The kidney is an incredibly important organ. While it has many functions including producing vital hormones, one of its main functions is filtering out blood, removing harmful waste products such as urea, along with monitoring concentrations of ions and water. In chronic kidney disease, the function of the kidney in filtering blood is inhibited. Chronic kidney disease is a progressive disease characterized by 5 stages, with each stage characterized by the glomerular filtration rate, or the rate at which blood can enter the kidney glomerulus from the afferent arterioles [2]. The 5th and final stage, called end stage kidney disease or end stage renal disease, is when kidney function is reduced to the point that the patient could not survive, and the kidneys are considered to have failed [2]. This damage is irreversible. Factors that can lead to end stage kidney disease include diabetes and hypertension, and patients with cardiac issues are more likely to develop chronic kidney disease.

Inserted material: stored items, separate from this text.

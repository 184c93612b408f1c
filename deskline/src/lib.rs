//! `Deskline`: realtime conversation sync for customer-consultation consoles.
//!
//! The [`engine::SyncEngine`] keeps a paginated conversation list and the
//! open conversation's history consistent with a backend over a
//! [`connection::Connection`], while sends, uploads and conversation
//! actions are applied optimistically and reconciled later.

pub mod api;
pub mod attachment;
pub mod config;
pub mod connection;
pub mod conversations;
pub mod engine;
pub mod input;
pub mod messages;
pub mod notify;
pub mod outbox;
pub mod paging;
pub mod selection;
pub mod transport;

Current treatments for end stage kidney disease primarily include kidney transplant and hemodialysis. Kidney transplants have the lowest mortality rate and the best patient outcomes overall. However, many patients are not eligible for kidney transplants, and even for those who are, the average weight time for one is 49 months, which is too long to go without treatment [1]. For this reason, 71% of patients with end stage kidney disease have to undergo hemodialysis treatment [1].

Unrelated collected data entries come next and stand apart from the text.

//! REST collaborators: conversation actions and upload authorization.
//!
//! [`HttpApi`] talks JSON over `reqwest`:
//!
//! | Call | Route |
//! |---|---|
//! | close conversation | `POST {api}/conversations/{id}/close` |
//! | link customer | `PUT {api}/conversations/{id}/customer` `{customerId}` |
//! | upload destination | `POST {api}/uploads` `{fileName, fileType}` → `{uploadUrl, fileUrl}` |
//! | upload bytes | `PUT {uploadUrl}` raw body with `Content-Type` |

use std::future::Future;

use reqwest::Client;
use serde::{Deserialize, Serialize};

use deskline_proto::conversation::{Conversation, ConversationId, CustomerId};

use crate::attachment::{UploadService, UploadTarget};

/// Shown when the server gives no reason of its own.
pub const GENERIC_FAILURE: &str = "The request could not be completed";

/// Errors from REST calls.
#[derive(Debug, thiserror::Error)]
pub enum ApiError {
    /// The request never got a response (network, TLS, body decoding).
    #[error("request failed: {0}")]
    Request(#[from] reqwest::Error),

    /// The server answered with a non-success status.
    #[error("server returned {status}: {}", .message.as_deref().unwrap_or("no details"))]
    Status {
        status: u16,
        /// `message` field of the JSON error body, if there was one.
        message: Option<String>,
    },
}

impl ApiError {
    /// Text to show the user: the server's own message, or a generic one.
    #[must_use]
    pub fn user_message(&self) -> &str {
        match self {
            Self::Status {
                message: Some(message),
                ..
            } if !message.is_empty() => message,
            _ => GENERIC_FAILURE,
        }
    }
}

/// Conversation actions performed over REST.
pub trait ConsoleApi: Send + Sync + 'static {
    /// Close a conversation, returning its updated state.
    fn close_conversation(
        &self,
        id: ConversationId,
    ) -> impl Future<Output = Result<Conversation, ApiError>> + Send;

    /// Link a conversation to a customer record, returning its updated state.
    fn link_customer(
        &self,
        id: ConversationId,
        customer: CustomerId,
    ) -> impl Future<Output = Result<Conversation, ApiError>> + Send;
}

#[derive(Serialize)]
#[serde(rename_all = "camelCase")]
struct LinkCustomerRequest {
    customer_id: CustomerId,
}

#[derive(Serialize)]
#[serde(rename_all = "camelCase")]
struct UploadRequest<'a> {
    file_name: &'a str,
    file_type: &'a str,
}

#[derive(Deserialize)]
struct ErrorBody {
    message: Option<String>,
}

/// `reqwest` implementation of [`ConsoleApi`] and [`UploadService`].
#[derive(Debug, Clone)]
pub struct HttpApi {
    http: Client,
    base_url: String,
}

impl HttpApi {
    /// Create a client for the API rooted at `base_url`.
    pub fn new(base_url: impl Into<String>) -> Self {
        let base_url: String = base_url.into();
        Self {
            http: Client::new(),
            base_url: base_url.trim_end_matches('/').to_string(),
        }
    }

    fn url(&self, path: &str) -> String {
        format!("{}{path}", self.base_url)
    }
}

/// Turn a non-success response into [`ApiError::Status`].
async fn check(response: reqwest::Response) -> Result<reqwest::Response, ApiError> {
    let status = response.status();
    if status.is_success() {
        return Ok(response);
    }
    let message = response
        .json::<ErrorBody>()
        .await
        .ok()
        .and_then(|body| body.message);
    tracing::warn!(status = status.as_u16(), message = ?message, "API call failed");
    Err(ApiError::Status {
        status: status.as_u16(),
        message,
    })
}

impl ConsoleApi for HttpApi {
    async fn close_conversation(&self, id: ConversationId) -> Result<Conversation, ApiError> {
        tracing::debug!(conversation = %id, "closing conversation");
        let response = self
            .http
            .post(self.url(&format!("/conversations/{id}/close")))
            .send()
            .await?;
        Ok(check(response).await?.json().await?)
    }

    async fn link_customer(
        &self,
        id: ConversationId,
        customer: CustomerId,
    ) -> Result<Conversation, ApiError> {
        tracing::debug!(conversation = %id, customer = %customer, "linking customer");
        let response = self
            .http
            .put(self.url(&format!("/conversations/{id}/customer")))
            .json(&LinkCustomerRequest {
                customer_id: customer,
            })
            .send()
            .await?;
        Ok(check(response).await?.json().await?)
    }
}

impl UploadService for HttpApi {
    async fn request_destination(
        &self,
        file_name: &str,
        mime_type: &str,
    ) -> Result<UploadTarget, ApiError> {
        let response = self
            .http
            .post(self.url("/uploads"))
            .json(&UploadRequest {
                file_name,
                file_type: mime_type,
            })
            .send()
            .await?;
        Ok(check(response).await?.json().await?)
    }

    async fn upload(
        &self,
        target: &UploadTarget,
        bytes: Vec<u8>,
        mime_type: &str,
    ) -> Result<(), ApiError> {
        let size = bytes.len();
        let response = self
            .http
            .put(&target.upload_url)
            .header(reqwest::header::CONTENT_TYPE, mime_type)
            .body(bytes)
            .send()
            .await?;
        check(response).await?;
        tracing::debug!(size, url = %target.file_url, "upload finished");
        Ok(())
    }
}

Vascular access for hemodialysis

Hemodialysis is the process of filtering blood outside of the body, used to treat kidney failure. Patients usually undergo this therapy 3 times a week for up to 3-5 hours each visit [3]. Blood must first be collected from the body. The blood is filtered through thin hollow tubes inside a dialyzer [3]. The blood is then returned back to the body. A vascular access site needs to be created for blood both to be taken from and returned to the body, and it must be sufficient so as not to overwhelm the vasculature with the high blood pressure and flow leaving/returning to the body.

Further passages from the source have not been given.